#### [Task description]
Say how many lines in the following entries include "only", and add nothing else.
■ ■ ■ ■ ■ ■ ■
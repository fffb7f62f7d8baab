use std::cell::Cell;

use approx::assert_abs_diff_eq;
use bnn::{
    codec, predict, train, Activation, CancellationToken, Error, Network, SnapshotWriter, TrainConfig, Trainer,
    TrainingData, TrainingOutcome, WeightSet, WeightsSnapshot,
};

const AND_WEIGHTS: &str = "2 3 1
0.0412\t-0.0187\t0.0093
-0.0321\t0.0276\t-0.0044
0.0158\t0.0349\t-0.0402
-0.0233\t0.0301\t0.0117\t-0.0065
";

fn and_gate() -> TrainingData {
    TrainingData::from_rows(&[([0., 0.], [0.]), ([0., 1.], [0.]), ([1., 0.], [0.]), ([1., 1.], [1.])]).unwrap()
}

#[test]
fn all_zero_network_outputs_f_of_zero() {
    let weights = WeightSet::zeroed(1, 1, 1).unwrap();
    assert_eq!(predict(&weights, "sigmoid", &[0.]).unwrap(), vec![0.5]);
    assert_eq!(predict(&weights, "relu", &[3.]).unwrap(), vec![0.]);
    assert_eq!(predict(&weights, "signed_root", &[3.]).unwrap(), vec![0.]);
}

#[test]
fn training_stops_at_the_first_zero_error_epoch() {
    let data = and_gate();
    let calls = Cell::new(0);
    let network = Network::new(WeightSet::generate(2, 3, 1, 1).unwrap(), Activation::Sigmoid);
    let report = Trainer::new(&data, network, 0.5, 100_000)
        .with_observer(|_: &WeightsSnapshot| {
            calls.set(calls.get() + 1);
            Ok::<(), Error>(())
        })
        .run()
        .unwrap();

    let epoch = report.epoch_zero_errors().expect("and gate converges");
    assert_eq!(report.epochs_executed(), epoch + 1);
    assert_eq!(report.improved_weights().last().unwrap().epoch, epoch);
    assert_eq!(calls.get(), report.improved_weights().len());
}

#[test]
fn exhausted_run_reports_the_best_error_count() {
    let data = and_gate();
    let config = TrainConfig { max_epochs: 1, ..Default::default() };
    let report = train(&data, Some(codec::deserialize(AND_WEIGHTS).unwrap()), &config).unwrap();
    assert_eq!(report.epochs_executed(), 1);
    assert_eq!(report.epoch_zero_errors(), None);
    assert_eq!(report.min_errors(), 2);
    assert_eq!(report.outcome(), TrainingOutcome::Exhausted { min_errors: 2 });
    assert_eq!(report.improved_weights().len(), 1);
    assert_eq!((report.improved_weights()[0].epoch, report.improved_weights()[0].errors), (0, 2));
}

#[test]
fn mismatched_data_fails_before_the_first_epoch() {
    let data = and_gate();
    let weights = WeightSet::zeroed(2, 2, 3).unwrap();
    let calls = Cell::new(0);
    let err = Trainer::new(&data, Network::new(weights.clone(), Activation::Sigmoid), 0.5, 10)
        .with_observer(|_: &WeightsSnapshot| {
            calls.set(calls.get() + 1);
            Ok::<(), Error>(())
        })
        .run()
        .unwrap_err();
    assert!(matches!(err, Error::DimensionMismatch { what: "training data outputs", expected: 3, actual: 1 }));
    assert!(err.is_precondition());
    assert_eq!(calls.get(), 0);

    assert!(matches!(train(&data, Some(weights), &TrainConfig::default()), Err(Error::DimensionMismatch { .. })));
}

#[test]
fn overflowing_outputs_abort_the_run() {
    let data = TrainingData::from_rows(&[([1.], [1.]), ([1e300], [1.])]).unwrap();
    let weights = codec::deserialize("1 1 1\n1e300\t0\n1e300\t0\n").unwrap();
    let config = TrainConfig { activation: Activation::Relu, ..Default::default() };
    let err = train(&data, Some(weights), &config).unwrap_err();
    match err {
        Error::NonFiniteOutput { epoch, sample, neuron, value } => {
            assert_eq!((epoch, sample, neuron), (0, 0, 0));
            assert!(value.is_infinite());
        }
        other => panic!("unexpected error: {}", other),
    }
}

#[test]
fn nan_inputs_abort_the_run() {
    let data = TrainingData::from_rows(&[([0.], [0.]), ([f64::NAN], [1.])]).unwrap();
    let err = train(&data, Some(WeightSet::zeroed(1, 1, 1).unwrap()), &TrainConfig::default()).unwrap_err();
    assert!(matches!(err, Error::NonFiniteOutput { epoch: 0, sample: 1, .. }));
}

#[test]
fn cancellation_stops_after_the_first_improvement() {
    let data = and_gate();
    let token = CancellationToken::new();
    let seen = Cell::new(0);
    let observer_token = token.clone();
    let err = Trainer::new(&data, Network::new(WeightSet::zeroed(2, 2, 1).unwrap(), Activation::Sigmoid), 0.5, 1000)
        .with_cancellation(token)
        .with_observer(|s: &WeightsSnapshot| {
            seen.set(seen.get() + 1);
            assert_eq!(s.epoch, 0);
            observer_token.cancel();
            Ok::<(), Error>(())
        })
        .run()
        .unwrap_err();
    assert!(matches!(err, Error::Cancelled { epoch: 0 }));
    assert_eq!(seen.get(), 1);
}

#[test]
fn observer_errors_end_the_run() {
    let data = and_gate();
    let err = Trainer::new(&data, Network::new(WeightSet::zeroed(2, 2, 1).unwrap(), Activation::Sigmoid), 0.5, 1000)
        .with_observer(|_: &WeightsSnapshot| {
            Err::<(), Error>(Error::Io(std::io::Error::new(std::io::ErrorKind::Other, "disk full")))
        })
        .run()
        .unwrap_err();
    assert!(matches!(err, Error::Io(_)));
}

#[test]
fn snapshot_writer_persists_every_improvement() {
    let dir = tempfile::tempdir().unwrap();
    let data = and_gate();
    let mut writer = SnapshotWriter::new(dir.path(), "W", 1000);
    let report = {
        let network = Network::new(WeightSet::generate(2, 3, 1, 2).unwrap(), Activation::Tanh);
        let mut trainer = Trainer::new(&data, network, 0.2, 1000)
            .with_observer(|s: &WeightsSnapshot| bnn::TrainingObserver::on_epoch_improved(&mut writer, s));
        trainer.run().unwrap()
    };
    assert_eq!(writer.written(), report.improved_weights().len());

    for (i, snapshot) in report.improved_weights().iter().enumerate() {
        let path = writer.snapshot_path(i + 1, snapshot);
        assert_eq!(codec::load(&path).unwrap(), snapshot.weights);
    }
}

#[test]
fn activations_train_without_numeric_errors() {
    let data = and_gate();
    let weights = codec::deserialize(AND_WEIGHTS).unwrap();
    // (activation, min errors, zero-error epoch) after 200 epochs at rate 0.05
    let expected = [
        (Activation::Sigmoid, 1, None),
        (Activation::Relu, 1, None),
        (Activation::Tanh, 0, Some(127)),
        (Activation::SignedRoot, 1, None),
        (Activation::CubeRoot, 0, Some(12)),
    ];
    for (activation, min_errors, epoch_zero_errors) in expected {
        let config = TrainConfig { learning_rate: 0.05, max_epochs: 200, activation, ..Default::default() };
        let report = train(&data, Some(weights.clone()), &config).unwrap();
        assert_eq!(report.min_errors(), min_errors, "{}", activation);
        assert_eq!(report.epoch_zero_errors(), epoch_zero_errors, "{}", activation);
        assert!(report.best_weights().unwrap().is_finite());
    }
}

#[test]
fn single_step_follows_the_update_rule() {
    // one epoch over one sample from zero weights: only the final cluster moves
    let data = TrainingData::from_rows(&[([2.], [0.])]).unwrap();
    let report = Trainer::new(&data, Network::new(WeightSet::zeroed(1, 1, 1).unwrap(), Activation::Sigmoid), 1., 1)
        .run()
        .unwrap();
    let weights = &report.improved_weights()[0].weights;
    // error = (0 - 0.5) * 0.25 = -0.125, hidden = 0.5
    assert_abs_diff_eq!(weights.final_cluster().get(0, 0), -0.0625);
    assert_abs_diff_eq!(weights.final_cluster().bias(0), -0.125);
    assert_eq!(weights.initial_cluster().row(0), &[0., 0.]);
}
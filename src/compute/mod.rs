//! Execution backends for the four numeric kernels of backpropagation.
//!
//! A backend never owns weights: every kernel borrows the buffers the network
//! owns and writes its result into a caller-provided slice. Shape checks run
//! before any work so every backend rejects the same invalid input with the
//! same error.

use std::{fmt, str::FromStr};

use serde::{Deserialize, Serialize};

use crate::{Activation, Cluster, Error, Result};

mod cpu;
#[cfg(feature = "gpu")]
pub mod device;
#[cfg(feature = "gpu")]
mod gpu;

pub use cpu::{proceed, Parallel, Sequential};
#[cfg(feature = "gpu")]
pub use gpu::Gpu;

/// Floating point width a backend computes in.
#[derive(Debug, Clone, Copy, PartialEq, Eq)]
pub enum Precision {
    Double,
    /// Values are narrowed to `f32` on the way in and widened back on the way
    /// out, so results agree with `Double` only up to single-precision rounding.
    Single,
}

pub trait ComputeBackend: Send + Sync {
    fn name(&self) -> &'static str;

    fn precision(&self) -> Precision;

    /// `out[i] = f(bias_i + Σ_j input[j] · cluster[i][j])` for every row `i`.
    fn layer_output(&self, input: &[f64], cluster: &Cluster, activation: Activation, out: &mut [f64]) -> Result<()>;

    /// `out[h] = (Σ_o final_errors[o] · final_cluster[o][h]) · rate · df(hidden[h])`.
    fn hidden_errors(
        &self,
        final_cluster: &Cluster,
        final_errors: &[f64],
        hidden: &[f64],
        rate: f64,
        activation: Activation,
        out: &mut [f64],
    ) -> Result<()>;

    /// `final_errors[o] *= rate · df(output[o])`, in place.
    fn output_errors(&self, final_errors: &mut [f64], output: &[f64], rate: f64, activation: Activation) -> Result<()>;

    /// `cluster[r][c] += errors[r] · input[c]`, bias column `+= errors[r]`.
    fn update_weights(&self, cluster: &mut Cluster, input: &[f64], errors: &[f64]) -> Result<()>;
}

fn expect_len(what: &'static str, expected: usize, actual: usize) -> Result<()> {
    if expected != actual {
        return Err(Error::DimensionMismatch { what, expected, actual });
    }
    Ok(())
}

pub(crate) fn check_layer_output(input: &[f64], cluster: &Cluster, out: &[f64]) -> Result<()> {
    expect_len("layer input", cluster.fan_in(), input.len())?;
    expect_len("layer output", cluster.rows(), out.len())
}

pub(crate) fn check_hidden_errors(
    final_cluster: &Cluster,
    final_errors: &[f64],
    hidden: &[f64],
    out: &[f64],
) -> Result<()> {
    expect_len("output errors", final_cluster.rows(), final_errors.len())?;
    expect_len("hidden layer", final_cluster.fan_in(), hidden.len())?;
    expect_len("hidden errors", final_cluster.fan_in(), out.len())
}

pub(crate) fn check_output_errors(final_errors: &[f64], output: &[f64]) -> Result<()> {
    expect_len("output layer", final_errors.len(), output.len())
}

pub(crate) fn check_update_weights(cluster: &Cluster, input: &[f64], errors: &[f64]) -> Result<()> {
    expect_len("update input", cluster.fan_in(), input.len())?;
    expect_len("update errors", cluster.rows(), errors.len())
}

#[derive(Debug, Clone, Copy, PartialEq, Eq, Hash, Serialize, Deserialize)]
#[serde(try_from = "String", into = "String")]
pub enum BackendKind {
    Sequential,
    Parallel,
    Gpu,
}

impl Default for BackendKind {
    fn default() -> Self {
        BackendKind::Sequential
    }
}

impl BackendKind {
    pub fn name(self) -> &'static str {
        match self {
            BackendKind::Sequential => "sequential",
            BackendKind::Parallel => "parallel",
            BackendKind::Gpu => "gpu",
        }
    }

    /// `threads` only applies to the parallel backend; `0` uses rayon's global pool.
    pub fn create(self, threads: usize) -> Result<Box<dyn ComputeBackend>> {
        match self {
            BackendKind::Sequential => Ok(Box::new(Sequential)),
            BackendKind::Parallel => Ok(Box::new(Parallel::new(threads)?)),
            #[cfg(feature = "gpu")]
            BackendKind::Gpu => Ok(Box::new(Gpu::new()?)),
            #[cfg(not(feature = "gpu"))]
            BackendKind::Gpu => Err(Error::BackendUnavailable(self.name().to_string())),
        }
    }
}

impl FromStr for BackendKind {
    type Err = Error;

    fn from_str(s: &str) -> Result<Self> {
        match s.trim().to_ascii_lowercase().as_str() {
            "sequential" | "cpu" => Ok(BackendKind::Sequential),
            "parallel" => Ok(BackendKind::Parallel),
            "gpu" => Ok(BackendKind::Gpu),
            _ => Err(Error::UnknownBackend(s.to_string())),
        }
    }
}

impl TryFrom<String> for BackendKind {
    type Error = Error;

    fn try_from(value: String) -> Result<Self> {
        value.parse()
    }
}

impl From<BackendKind> for String {
    fn from(kind: BackendKind) -> Self {
        kind.name().to_string()
    }
}

impl fmt::Display for BackendKind {
    fn fmt(&self, f: &mut fmt::Formatter<'_>) -> fmt::Result {
        f.write_str(self.name())
    }
}

#[cfg(test)]
mod tests {
    use super::*;

    #[test]
    fn parses_backend_names() {
        assert_eq!("Parallel".parse::<BackendKind>().unwrap(), BackendKind::Parallel);
        assert_eq!("cpu".parse::<BackendKind>().unwrap(), BackendKind::Sequential);
        assert!(matches!("cuda".parse::<BackendKind>(), Err(Error::UnknownBackend(_))));
    }

    #[cfg(not(feature = "gpu"))]
    #[test]
    fn gpu_is_unavailable_without_the_feature() {
        assert!(matches!(BackendKind::Gpu.create(0), Err(Error::BackendUnavailable(_))));
    }

    #[test]
    fn cpu_backends_report_double_precision() {
        assert_eq!(BackendKind::Sequential.create(0).unwrap().precision(), Precision::Double);
        assert_eq!(BackendKind::Parallel.create(2).unwrap().precision(), Precision::Double);
    }
}
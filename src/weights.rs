use rand::{rngs::StdRng, Rng, SeedableRng};

use crate::{Error, Result};

/// Range the generator draws initial weights from.
pub const INIT_RANGE: std::ops::Range<f64> = -0.05..0.05;

/// Row-major weight matrix of one layer. Each row belongs to one neuron and its
/// last column holds that neuron's bias.
#[derive(Debug, Clone, PartialEq)]
pub struct Cluster {
    rows: usize,
    cols: usize,
    data: Vec<f64>,
}

impl Cluster {
    pub fn zeroed(rows: usize, cols: usize) -> Self {
        Self { rows, cols, data: vec![0.; rows * cols] }
    }

    pub fn from_rows(rows: Vec<Vec<f64>>, cols: usize) -> Result<Self> {
        let count = rows.len();
        let mut data = Vec::with_capacity(count * cols);
        for row in rows {
            if row.len() != cols {
                return Err(Error::DimensionMismatch { what: "cluster row", expected: cols, actual: row.len() });
            }
            data.extend(row);
        }
        Ok(Self { rows: count, cols, data })
    }

    pub fn rand<R: Rng>(rng: &mut R, rows: usize, cols: usize) -> Self {
        Self { rows, cols, data: (0..rows * cols).map(|_| rng.gen_range(INIT_RANGE)).collect() }
    }

    #[inline(always)]
    pub fn rows(&self) -> usize { self.rows }
    #[inline(always)]
    pub fn cols(&self) -> usize { self.cols }
    /// Number of weights per neuron, bias excluded.
    #[inline(always)]
    pub fn fan_in(&self) -> usize { self.cols - 1 }

    #[inline(always)]
    pub fn row(&self, r: usize) -> &[f64] {
        &self.data[r * self.cols..(r + 1) * self.cols]
    }

    #[inline(always)]
    pub fn row_mut(&mut self, r: usize) -> &mut [f64] {
        &mut self.data[r * self.cols..(r + 1) * self.cols]
    }

    #[inline(always)]
    pub fn get(&self, r: usize, c: usize) -> f64 {
        self.data[r * self.cols + c]
    }

    #[inline(always)]
    pub fn bias(&self, r: usize) -> f64 {
        self.get(r, self.cols - 1)
    }

    pub fn iter_rows(&self) -> std::slice::Chunks<'_, f64> {
        self.data.chunks(self.cols)
    }

    pub fn as_slice(&self) -> &[f64] { &self.data }
    pub fn as_mut_slice(&mut self) -> &mut [f64] { &mut self.data }
}

/// Learned parameters of the two-layer network.
#[derive(Debug, Clone, PartialEq)]
pub struct WeightSet {
    input: usize,
    hidden: usize,
    output: usize,
    initial_cluster: Cluster,
    final_cluster: Cluster,
}

impl WeightSet {
    /// Fails unless the initial cluster is `hidden x (input + 1)` and the final
    /// cluster is `output x (hidden + 1)`.
    pub fn new(
        input: usize,
        hidden: usize,
        output: usize,
        initial_cluster: Cluster,
        final_cluster: Cluster,
    ) -> Result<Self> {
        check_dimensions(input, hidden, output)?;
        check_cluster("initial cluster", &initial_cluster, hidden, input + 1)?;
        check_cluster("final cluster", &final_cluster, output, hidden + 1)?;
        Ok(Self { input, hidden, output, initial_cluster, final_cluster })
    }

    pub fn zeroed(input: usize, hidden: usize, output: usize) -> Result<Self> {
        Self::new(input, hidden, output, Cluster::zeroed(hidden, input + 1), Cluster::zeroed(output, hidden + 1))
    }

    /// Seeded random weights; the same seed always yields the same set.
    pub fn generate(input: usize, hidden: usize, output: usize, seed: u64) -> Result<Self> {
        check_dimensions(input, hidden, output)?;
        let mut rng = StdRng::seed_from_u64(seed);
        let initial_cluster = Cluster::rand(&mut rng, hidden, input + 1);
        let final_cluster = Cluster::rand(&mut rng, output, hidden + 1);
        Self::new(input, hidden, output, initial_cluster, final_cluster)
    }

    pub fn input(&self) -> usize { self.input }
    pub fn hidden(&self) -> usize { self.hidden }
    pub fn output(&self) -> usize { self.output }

    pub fn initial_cluster(&self) -> &Cluster { &self.initial_cluster }
    pub fn final_cluster(&self) -> &Cluster { &self.final_cluster }

    /// Both clusters at once, so a caller can read one while mutating the other.
    pub(crate) fn clusters_mut(&mut self) -> (&mut Cluster, &mut Cluster) {
        (&mut self.initial_cluster, &mut self.final_cluster)
    }

    pub fn is_finite(&self) -> bool {
        self.initial_cluster.as_slice().iter().chain(self.final_cluster.as_slice()).all(|w| w.is_finite())
    }
}

fn check_dimensions(input: usize, hidden: usize, output: usize) -> Result<()> {
    if input == 0 || hidden == 0 || output == 0 {
        return Err(Error::InvalidDimensions { input, hidden, output });
    }
    Ok(())
}

fn check_cluster(what: &'static str, cluster: &Cluster, rows: usize, cols: usize) -> Result<()> {
    if cluster.rows() != rows {
        return Err(Error::DimensionMismatch { what, expected: rows, actual: cluster.rows() });
    }
    if cluster.cols() != cols {
        return Err(Error::DimensionMismatch { what, expected: cols, actual: cluster.cols() });
    }
    Ok(())
}

/// `generateWeights` entry point.
pub fn generate_weights(input: usize, hidden: usize, output: usize, seed: u64) -> Result<WeightSet> {
    WeightSet::generate(input, hidden, output, seed)
}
■ ■ ■ ■ ■ ■ ■
#### [Answer for the task]
3